__WHAT YOU SHOULD DO__.
Copy exactly, please, the lines of the data from its start through the line containing "pub mod engine;".

Dataset entries
+ + +

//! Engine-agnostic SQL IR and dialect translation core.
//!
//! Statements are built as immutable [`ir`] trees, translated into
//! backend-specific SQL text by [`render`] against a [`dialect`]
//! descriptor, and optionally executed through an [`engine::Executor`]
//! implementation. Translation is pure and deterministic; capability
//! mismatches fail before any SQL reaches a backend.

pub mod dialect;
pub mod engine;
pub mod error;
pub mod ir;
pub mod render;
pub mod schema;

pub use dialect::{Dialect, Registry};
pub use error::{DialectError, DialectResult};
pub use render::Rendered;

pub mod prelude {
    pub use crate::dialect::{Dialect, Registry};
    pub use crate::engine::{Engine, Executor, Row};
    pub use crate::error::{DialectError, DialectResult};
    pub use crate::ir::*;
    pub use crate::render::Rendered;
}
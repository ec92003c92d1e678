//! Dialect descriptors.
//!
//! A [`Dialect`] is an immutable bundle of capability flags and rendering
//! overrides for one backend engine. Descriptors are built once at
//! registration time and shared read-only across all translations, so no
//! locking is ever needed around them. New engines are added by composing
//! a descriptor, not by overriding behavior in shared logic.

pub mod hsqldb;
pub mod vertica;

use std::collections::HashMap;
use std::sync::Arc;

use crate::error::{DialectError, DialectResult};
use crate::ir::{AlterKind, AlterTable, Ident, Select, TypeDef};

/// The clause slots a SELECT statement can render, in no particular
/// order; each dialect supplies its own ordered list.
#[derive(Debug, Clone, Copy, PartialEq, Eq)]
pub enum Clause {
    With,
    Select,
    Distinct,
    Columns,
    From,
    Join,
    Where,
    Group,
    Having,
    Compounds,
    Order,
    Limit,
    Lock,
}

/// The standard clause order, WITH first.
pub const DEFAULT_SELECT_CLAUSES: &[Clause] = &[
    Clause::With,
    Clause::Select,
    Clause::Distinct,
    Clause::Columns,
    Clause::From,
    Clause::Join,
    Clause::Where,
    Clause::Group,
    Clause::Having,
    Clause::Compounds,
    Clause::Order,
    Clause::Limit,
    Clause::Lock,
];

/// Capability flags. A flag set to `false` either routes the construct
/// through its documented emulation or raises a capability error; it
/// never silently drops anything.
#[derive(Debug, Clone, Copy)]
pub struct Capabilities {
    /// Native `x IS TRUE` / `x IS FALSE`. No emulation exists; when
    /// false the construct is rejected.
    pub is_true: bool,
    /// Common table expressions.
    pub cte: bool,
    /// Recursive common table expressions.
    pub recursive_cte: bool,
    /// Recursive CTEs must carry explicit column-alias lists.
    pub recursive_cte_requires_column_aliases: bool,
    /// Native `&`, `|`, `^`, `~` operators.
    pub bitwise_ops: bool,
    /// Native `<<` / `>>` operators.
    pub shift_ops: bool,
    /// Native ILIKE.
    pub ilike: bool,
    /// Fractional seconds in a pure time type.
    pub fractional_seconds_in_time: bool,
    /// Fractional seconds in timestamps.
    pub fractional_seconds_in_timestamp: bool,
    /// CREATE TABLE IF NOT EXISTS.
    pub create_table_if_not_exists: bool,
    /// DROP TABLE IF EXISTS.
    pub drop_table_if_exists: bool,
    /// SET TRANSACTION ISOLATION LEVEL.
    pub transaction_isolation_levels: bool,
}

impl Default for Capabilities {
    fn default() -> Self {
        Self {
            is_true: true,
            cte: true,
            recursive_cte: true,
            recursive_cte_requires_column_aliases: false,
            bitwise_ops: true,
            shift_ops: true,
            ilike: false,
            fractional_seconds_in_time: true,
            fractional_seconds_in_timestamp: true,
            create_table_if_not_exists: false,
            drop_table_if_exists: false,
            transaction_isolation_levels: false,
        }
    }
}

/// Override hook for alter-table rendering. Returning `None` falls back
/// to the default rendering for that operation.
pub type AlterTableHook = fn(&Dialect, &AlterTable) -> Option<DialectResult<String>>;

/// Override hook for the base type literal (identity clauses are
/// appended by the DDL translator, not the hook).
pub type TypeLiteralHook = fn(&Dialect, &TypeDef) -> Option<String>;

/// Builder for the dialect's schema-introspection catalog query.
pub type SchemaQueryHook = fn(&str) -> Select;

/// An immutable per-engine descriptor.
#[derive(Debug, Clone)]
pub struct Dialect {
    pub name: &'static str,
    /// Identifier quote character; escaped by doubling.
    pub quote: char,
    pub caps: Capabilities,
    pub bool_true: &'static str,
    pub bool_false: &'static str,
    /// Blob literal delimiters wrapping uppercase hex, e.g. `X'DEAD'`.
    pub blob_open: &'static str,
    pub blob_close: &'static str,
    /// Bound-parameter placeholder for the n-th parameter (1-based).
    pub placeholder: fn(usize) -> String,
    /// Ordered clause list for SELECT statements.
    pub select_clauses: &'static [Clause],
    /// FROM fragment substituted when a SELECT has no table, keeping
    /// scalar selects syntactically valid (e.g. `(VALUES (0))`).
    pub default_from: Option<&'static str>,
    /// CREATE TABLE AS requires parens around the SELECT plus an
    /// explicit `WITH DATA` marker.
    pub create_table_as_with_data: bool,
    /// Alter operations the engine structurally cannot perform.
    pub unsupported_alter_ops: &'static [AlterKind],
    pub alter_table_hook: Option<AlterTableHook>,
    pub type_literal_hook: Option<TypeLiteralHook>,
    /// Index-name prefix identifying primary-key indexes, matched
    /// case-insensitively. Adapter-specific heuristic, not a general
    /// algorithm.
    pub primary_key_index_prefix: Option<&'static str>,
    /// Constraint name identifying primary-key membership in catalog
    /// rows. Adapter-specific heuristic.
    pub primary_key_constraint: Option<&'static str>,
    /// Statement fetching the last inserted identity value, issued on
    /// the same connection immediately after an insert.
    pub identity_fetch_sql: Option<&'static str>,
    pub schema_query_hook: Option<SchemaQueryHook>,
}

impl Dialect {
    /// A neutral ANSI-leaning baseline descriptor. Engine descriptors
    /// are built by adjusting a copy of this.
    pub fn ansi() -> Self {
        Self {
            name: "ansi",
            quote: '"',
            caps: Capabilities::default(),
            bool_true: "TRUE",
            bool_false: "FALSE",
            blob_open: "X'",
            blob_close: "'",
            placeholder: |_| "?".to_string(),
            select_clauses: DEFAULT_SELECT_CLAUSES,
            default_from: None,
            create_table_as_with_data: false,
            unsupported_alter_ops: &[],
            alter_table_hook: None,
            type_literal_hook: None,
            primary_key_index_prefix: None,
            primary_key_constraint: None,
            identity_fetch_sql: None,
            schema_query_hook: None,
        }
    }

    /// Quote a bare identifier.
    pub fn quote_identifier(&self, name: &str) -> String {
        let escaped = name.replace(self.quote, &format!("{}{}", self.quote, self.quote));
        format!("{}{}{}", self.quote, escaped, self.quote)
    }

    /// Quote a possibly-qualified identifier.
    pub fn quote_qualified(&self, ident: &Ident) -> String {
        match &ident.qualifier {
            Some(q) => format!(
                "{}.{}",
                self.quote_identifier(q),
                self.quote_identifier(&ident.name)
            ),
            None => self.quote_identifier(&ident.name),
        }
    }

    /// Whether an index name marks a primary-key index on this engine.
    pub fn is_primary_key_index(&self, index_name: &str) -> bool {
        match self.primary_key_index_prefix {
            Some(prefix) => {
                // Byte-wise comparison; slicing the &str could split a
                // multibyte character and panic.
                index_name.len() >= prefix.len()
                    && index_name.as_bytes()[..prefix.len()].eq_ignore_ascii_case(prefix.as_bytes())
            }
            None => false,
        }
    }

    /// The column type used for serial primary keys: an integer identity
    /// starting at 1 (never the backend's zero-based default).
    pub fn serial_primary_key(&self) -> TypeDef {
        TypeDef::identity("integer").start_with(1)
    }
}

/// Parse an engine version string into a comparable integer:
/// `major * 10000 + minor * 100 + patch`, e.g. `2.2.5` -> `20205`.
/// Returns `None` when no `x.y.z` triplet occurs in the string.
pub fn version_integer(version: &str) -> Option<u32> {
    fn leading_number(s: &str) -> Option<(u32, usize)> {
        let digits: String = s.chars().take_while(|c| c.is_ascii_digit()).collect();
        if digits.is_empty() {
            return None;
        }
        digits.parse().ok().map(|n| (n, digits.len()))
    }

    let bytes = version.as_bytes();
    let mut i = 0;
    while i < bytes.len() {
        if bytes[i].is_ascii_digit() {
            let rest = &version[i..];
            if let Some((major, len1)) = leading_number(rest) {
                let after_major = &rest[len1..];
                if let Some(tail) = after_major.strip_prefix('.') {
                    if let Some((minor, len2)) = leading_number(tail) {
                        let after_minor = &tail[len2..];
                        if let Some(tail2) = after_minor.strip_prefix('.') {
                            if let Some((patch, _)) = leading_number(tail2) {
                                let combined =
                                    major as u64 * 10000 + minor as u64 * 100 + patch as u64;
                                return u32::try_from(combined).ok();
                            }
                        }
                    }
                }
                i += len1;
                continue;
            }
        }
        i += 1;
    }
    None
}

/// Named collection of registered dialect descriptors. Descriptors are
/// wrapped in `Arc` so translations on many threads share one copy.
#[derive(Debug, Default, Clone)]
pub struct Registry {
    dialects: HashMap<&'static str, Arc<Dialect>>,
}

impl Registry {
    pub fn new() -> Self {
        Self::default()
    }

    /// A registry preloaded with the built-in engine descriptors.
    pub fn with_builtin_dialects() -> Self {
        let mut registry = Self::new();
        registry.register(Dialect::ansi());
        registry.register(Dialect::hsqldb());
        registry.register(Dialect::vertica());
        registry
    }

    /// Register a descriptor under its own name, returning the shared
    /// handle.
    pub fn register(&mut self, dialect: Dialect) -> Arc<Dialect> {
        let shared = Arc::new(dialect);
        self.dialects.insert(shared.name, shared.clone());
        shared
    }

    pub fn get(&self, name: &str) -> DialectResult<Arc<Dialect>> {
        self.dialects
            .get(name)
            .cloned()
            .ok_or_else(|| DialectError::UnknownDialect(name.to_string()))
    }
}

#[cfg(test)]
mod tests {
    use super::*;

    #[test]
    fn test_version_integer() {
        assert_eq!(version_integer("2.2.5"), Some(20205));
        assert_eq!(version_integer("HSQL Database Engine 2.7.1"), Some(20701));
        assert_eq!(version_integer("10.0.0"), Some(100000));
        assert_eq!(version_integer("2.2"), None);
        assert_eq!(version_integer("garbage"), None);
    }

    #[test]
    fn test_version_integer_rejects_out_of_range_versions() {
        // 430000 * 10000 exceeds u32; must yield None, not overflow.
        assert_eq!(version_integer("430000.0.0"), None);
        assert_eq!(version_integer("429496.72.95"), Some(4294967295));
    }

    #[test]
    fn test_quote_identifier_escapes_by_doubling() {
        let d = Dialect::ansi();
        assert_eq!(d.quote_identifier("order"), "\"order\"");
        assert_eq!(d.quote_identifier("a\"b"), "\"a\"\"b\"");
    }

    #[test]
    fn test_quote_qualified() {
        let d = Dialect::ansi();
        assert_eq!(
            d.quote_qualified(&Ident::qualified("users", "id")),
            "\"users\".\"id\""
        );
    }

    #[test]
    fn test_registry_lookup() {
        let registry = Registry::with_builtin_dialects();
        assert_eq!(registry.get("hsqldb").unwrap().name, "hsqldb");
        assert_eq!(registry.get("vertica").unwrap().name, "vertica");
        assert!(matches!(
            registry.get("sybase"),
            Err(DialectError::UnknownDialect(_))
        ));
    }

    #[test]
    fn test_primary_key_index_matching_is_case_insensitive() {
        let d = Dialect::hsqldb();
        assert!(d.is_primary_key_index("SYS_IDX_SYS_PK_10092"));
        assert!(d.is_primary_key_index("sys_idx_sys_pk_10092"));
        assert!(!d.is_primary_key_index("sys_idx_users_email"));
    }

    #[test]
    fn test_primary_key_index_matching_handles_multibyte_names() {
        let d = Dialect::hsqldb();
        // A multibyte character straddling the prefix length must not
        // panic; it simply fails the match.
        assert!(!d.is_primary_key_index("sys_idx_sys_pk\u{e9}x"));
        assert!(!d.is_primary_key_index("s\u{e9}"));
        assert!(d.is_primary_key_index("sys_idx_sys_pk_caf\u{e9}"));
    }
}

+ + +

__SOLUTION FOR THIS TASK__.
//! Engine-agnostic SQL IR and dialect translation core.
//!
//! Statements are built as immutable [`ir`] trees, translated into
//! backend-specific SQL text by [`render`] against a [`dialect`]
//! descriptor, and optionally executed through an [`engine::Executor`]
//! implementation. Translation is pure and deterministic; capability
//! mismatches fail before any SQL reaches a backend.

pub mod dialect;
pub mod engine;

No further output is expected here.